* [EXERCISE INSTRUCTIONS] Give the data again exactly as it is written.

-------- RECORDS TO PROCESS --------

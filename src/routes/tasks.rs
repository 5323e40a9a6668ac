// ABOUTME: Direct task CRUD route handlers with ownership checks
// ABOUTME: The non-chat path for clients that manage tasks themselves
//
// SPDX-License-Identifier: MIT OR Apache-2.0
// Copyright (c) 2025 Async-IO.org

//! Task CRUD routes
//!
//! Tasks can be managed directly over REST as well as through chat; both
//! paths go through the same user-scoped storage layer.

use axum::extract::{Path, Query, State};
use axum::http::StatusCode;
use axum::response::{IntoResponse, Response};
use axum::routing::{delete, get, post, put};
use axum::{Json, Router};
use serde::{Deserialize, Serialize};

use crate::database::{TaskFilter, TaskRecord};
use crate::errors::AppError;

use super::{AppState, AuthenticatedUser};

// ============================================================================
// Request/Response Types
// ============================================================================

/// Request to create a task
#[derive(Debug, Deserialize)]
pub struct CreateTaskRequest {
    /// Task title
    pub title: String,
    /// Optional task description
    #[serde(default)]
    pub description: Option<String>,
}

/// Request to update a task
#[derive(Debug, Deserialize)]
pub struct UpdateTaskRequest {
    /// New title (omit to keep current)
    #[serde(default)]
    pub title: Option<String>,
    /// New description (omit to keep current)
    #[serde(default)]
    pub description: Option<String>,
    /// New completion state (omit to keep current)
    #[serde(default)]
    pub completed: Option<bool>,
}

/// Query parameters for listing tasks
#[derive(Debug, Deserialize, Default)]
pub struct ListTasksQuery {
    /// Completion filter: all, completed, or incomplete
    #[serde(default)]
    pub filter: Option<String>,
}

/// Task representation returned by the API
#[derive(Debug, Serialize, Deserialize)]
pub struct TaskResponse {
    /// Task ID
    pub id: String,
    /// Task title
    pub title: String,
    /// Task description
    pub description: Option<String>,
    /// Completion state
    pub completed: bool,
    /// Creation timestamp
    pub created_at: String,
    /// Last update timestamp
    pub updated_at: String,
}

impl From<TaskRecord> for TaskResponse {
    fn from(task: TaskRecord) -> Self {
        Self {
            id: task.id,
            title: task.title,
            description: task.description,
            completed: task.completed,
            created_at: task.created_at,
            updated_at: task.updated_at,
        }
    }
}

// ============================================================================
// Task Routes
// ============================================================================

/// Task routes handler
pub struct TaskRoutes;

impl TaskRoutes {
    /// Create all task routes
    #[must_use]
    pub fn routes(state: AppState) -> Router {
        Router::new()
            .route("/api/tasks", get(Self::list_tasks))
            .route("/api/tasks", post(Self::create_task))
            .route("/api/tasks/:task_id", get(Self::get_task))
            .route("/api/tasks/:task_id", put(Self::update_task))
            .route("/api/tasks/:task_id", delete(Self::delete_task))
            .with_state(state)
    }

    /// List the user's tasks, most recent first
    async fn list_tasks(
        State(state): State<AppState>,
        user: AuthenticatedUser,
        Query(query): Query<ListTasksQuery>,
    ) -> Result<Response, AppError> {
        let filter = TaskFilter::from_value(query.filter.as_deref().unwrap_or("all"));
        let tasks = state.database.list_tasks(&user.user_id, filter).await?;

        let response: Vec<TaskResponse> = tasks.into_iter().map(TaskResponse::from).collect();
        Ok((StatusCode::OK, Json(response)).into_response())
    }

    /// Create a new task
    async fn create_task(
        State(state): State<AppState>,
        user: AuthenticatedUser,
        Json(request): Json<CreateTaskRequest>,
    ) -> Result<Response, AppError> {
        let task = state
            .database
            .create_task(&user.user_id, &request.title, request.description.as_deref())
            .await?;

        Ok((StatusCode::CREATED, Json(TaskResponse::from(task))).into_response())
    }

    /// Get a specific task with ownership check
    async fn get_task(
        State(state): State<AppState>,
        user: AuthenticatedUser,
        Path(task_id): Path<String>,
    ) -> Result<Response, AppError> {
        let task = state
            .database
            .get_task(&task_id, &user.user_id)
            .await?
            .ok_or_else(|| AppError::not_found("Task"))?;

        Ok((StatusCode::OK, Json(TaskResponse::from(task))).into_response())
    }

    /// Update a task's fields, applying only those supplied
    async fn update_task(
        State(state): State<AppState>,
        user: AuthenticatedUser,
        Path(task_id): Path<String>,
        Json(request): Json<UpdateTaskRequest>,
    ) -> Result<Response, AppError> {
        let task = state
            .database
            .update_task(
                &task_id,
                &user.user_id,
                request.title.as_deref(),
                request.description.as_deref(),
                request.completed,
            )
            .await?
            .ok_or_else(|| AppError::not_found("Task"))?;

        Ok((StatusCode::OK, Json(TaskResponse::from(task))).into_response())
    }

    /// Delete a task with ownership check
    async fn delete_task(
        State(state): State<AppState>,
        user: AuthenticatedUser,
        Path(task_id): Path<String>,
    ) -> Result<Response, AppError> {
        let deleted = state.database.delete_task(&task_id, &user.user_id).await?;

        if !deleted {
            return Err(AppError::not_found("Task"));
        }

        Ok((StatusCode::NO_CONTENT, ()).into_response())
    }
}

--------

* [ANSWER BOX]
filename src/routes/tasks.rs
repository 5323e40a9a6668ac
// ABOUTME: Direct task CRUD route handlers with ownership checks
// ABOUTME: The non-chat path for clients that manage tasks themselves
//
// SPDX-License-Identifier: MIT OR Apache-2.0
// Copyright (c) 2025 Async-IO.org

//! Task CRUD routes
//!
//! Tasks can be managed directly over REST as well as through chat; both
//! paths go through the same user-scoped storage layer.

use axum::extract::{Path, Query, State};
use axum::http::StatusCode;
use axum::response::{IntoResponse, Response};
use axum::routing::{delete, get, post, put};
use axum::{Json, Router};
use serde::{Deserialize, Serialize};

use crate::database::{TaskFilter, TaskRecord};
use crate::errors::AppError;

use super::{AppState, AuthenticatedUser};

// ============================================================================
// Request/Response Types
// ============================================================================

/// Request to create a task
#[derive(Debug, Deserialize)]
pub struct CreateTaskRequest {
    /// Task title
    pub title: String,
    /// Optional task description
    #[serde(default)]
    pub description: Option<String>,
}

/// Request to update a task
#[derive(Debug, Deserialize)]
pub struct UpdateTaskRequest {
    /// New title (omit to keep current)
    #[serde(default)]
    pub title: Option<String>,
    /// New description (omit to keep current)
    #[serde(default)]
    pub description: Option<String>,
    /// New completion state (omit to keep current)
    #[serde(default)]
    pub completed: Option<bool>,
}

/// Query parameters for listing tasks
#[derive(Debug, Deserialize, Default)]
pub struct ListTasksQuery {
    /// Completion filter: all, completed, or incomplete
    #[serde(default)]
    pub filter: Option<String>,
}

/// Task representation returned by the API
#[derive(Debug, Serialize, Deserialize)]
pub struct TaskResponse {
    /// Task ID
    pub id: String,
    /// Task title
    pub title: String,
    /// Task description
    pub description: Option<String>,
    /// Completion state
    pub completed: bool,
    /// Creation timestamp
    pub created_at: String,
    /// Last update timestamp
    pub updated_at: String,
}

impl From<TaskRecord> for TaskResponse {
    fn from(task: TaskRecord) -> Self {
        Self {
            id: task.id,
            title: task.title,
            description: task.description,
            completed: task.completed,
            created_at: task.created_at,
            updated_at: task.updated_at,
        }
    }
}

// ============================================================================
// Task Routes
// ============================================================================

/// Task routes handler
pub struct TaskRoutes;

impl TaskRoutes {
    /// Create all task routes
    #[must_use]
    pub fn routes(state: AppState) -> Router {
        Router::new()
            .route("/api/tasks", get(Self::list_tasks))
            .route("/api/tasks", post(Self::create_task))
            .route("/api/tasks/:task_id", get(Self::get_task))
            .route("/api/tasks/:task_id", put(Self::update_task))
            .route("/api/tasks/:task_id", delete(Self::delete_task))
            .with_state(state)
    }

    /// List the user's tasks, most recent first
    async fn list_tasks(
        State(state): State<AppState>,
        user: AuthenticatedUser,
        Query(query): Query<ListTasksQuery>,
    ) -> Result<Response, AppError> {
        let filter = TaskFilter::from_value(query.filter.as_deref().unwrap_or("all"));
        let tasks = state.database.list_tasks(&user.user_id, filter).await?;

        let response: Vec<TaskResponse> = tasks.into_iter().map(TaskResponse::from).collect();
        Ok((StatusCode::OK, Json(response)).into_response())
    }

    /// Create a new task
    async fn create_task(
        State(state): State<AppState>,
        user: AuthenticatedUser,
        Json(request): Json<CreateTaskRequest>,
    ) -> Result<Response, AppError> {
        let task = state
            .database
            .create_task(&user.user_id, &request.title, request.description.as_deref())
            .await?;

        Ok((StatusCode::CREATED, Json(TaskResponse::from(task))).into_response())
    }

    /// Get a specific task with ownership check
    async fn get_task(
        State(state): State<AppState>,
        user: AuthenticatedUser,
        Path(task_id): Path<String>,
    ) -> Result<Response, AppError> {
        let task = state
            .database
            .get_task(&task_id, &user.user_id)
            .await?
            .ok_or_else(|| AppError::not_found("Task"))?;

        Ok((StatusCode::OK, Json(TaskResponse::from(task))).into_response())
    }

    /// Update a task's fields, applying only those supplied
    async fn update_task(
        State(state): State<AppState>,
        user: AuthenticatedUser,
        Path(task_id): Path<String>,
        Json(request): Json<UpdateTaskRequest>,
    ) -> Result<Response, AppError> {
        let task = state
            .database
            .update_task(
                &task_id,
                &user.user_id,
                request.title.as_deref(),
                request.description.as_deref(),
                request.completed,
            )
            .await?
            .ok_or_else(|| AppError::not_found("Task"))?;

        Ok((StatusCode::OK, Json(TaskResponse::from(task))).into_response())
    }

    /// Delete a task with ownership check
    async fn delete_task(
        State(state): State<AppState>,
        user: AuthenticatedUser,
        Path(task_id): Path<String>,
    ) -> Result<Response, AppError> {
        let deleted = state.database.delete_task(&task_id, &user.user_id).await?;

        if !deleted {
            return Err(AppError::not_found("Task"));
        }

        Ok((StatusCode::NO_CONTENT, ()).into_response())
    }
}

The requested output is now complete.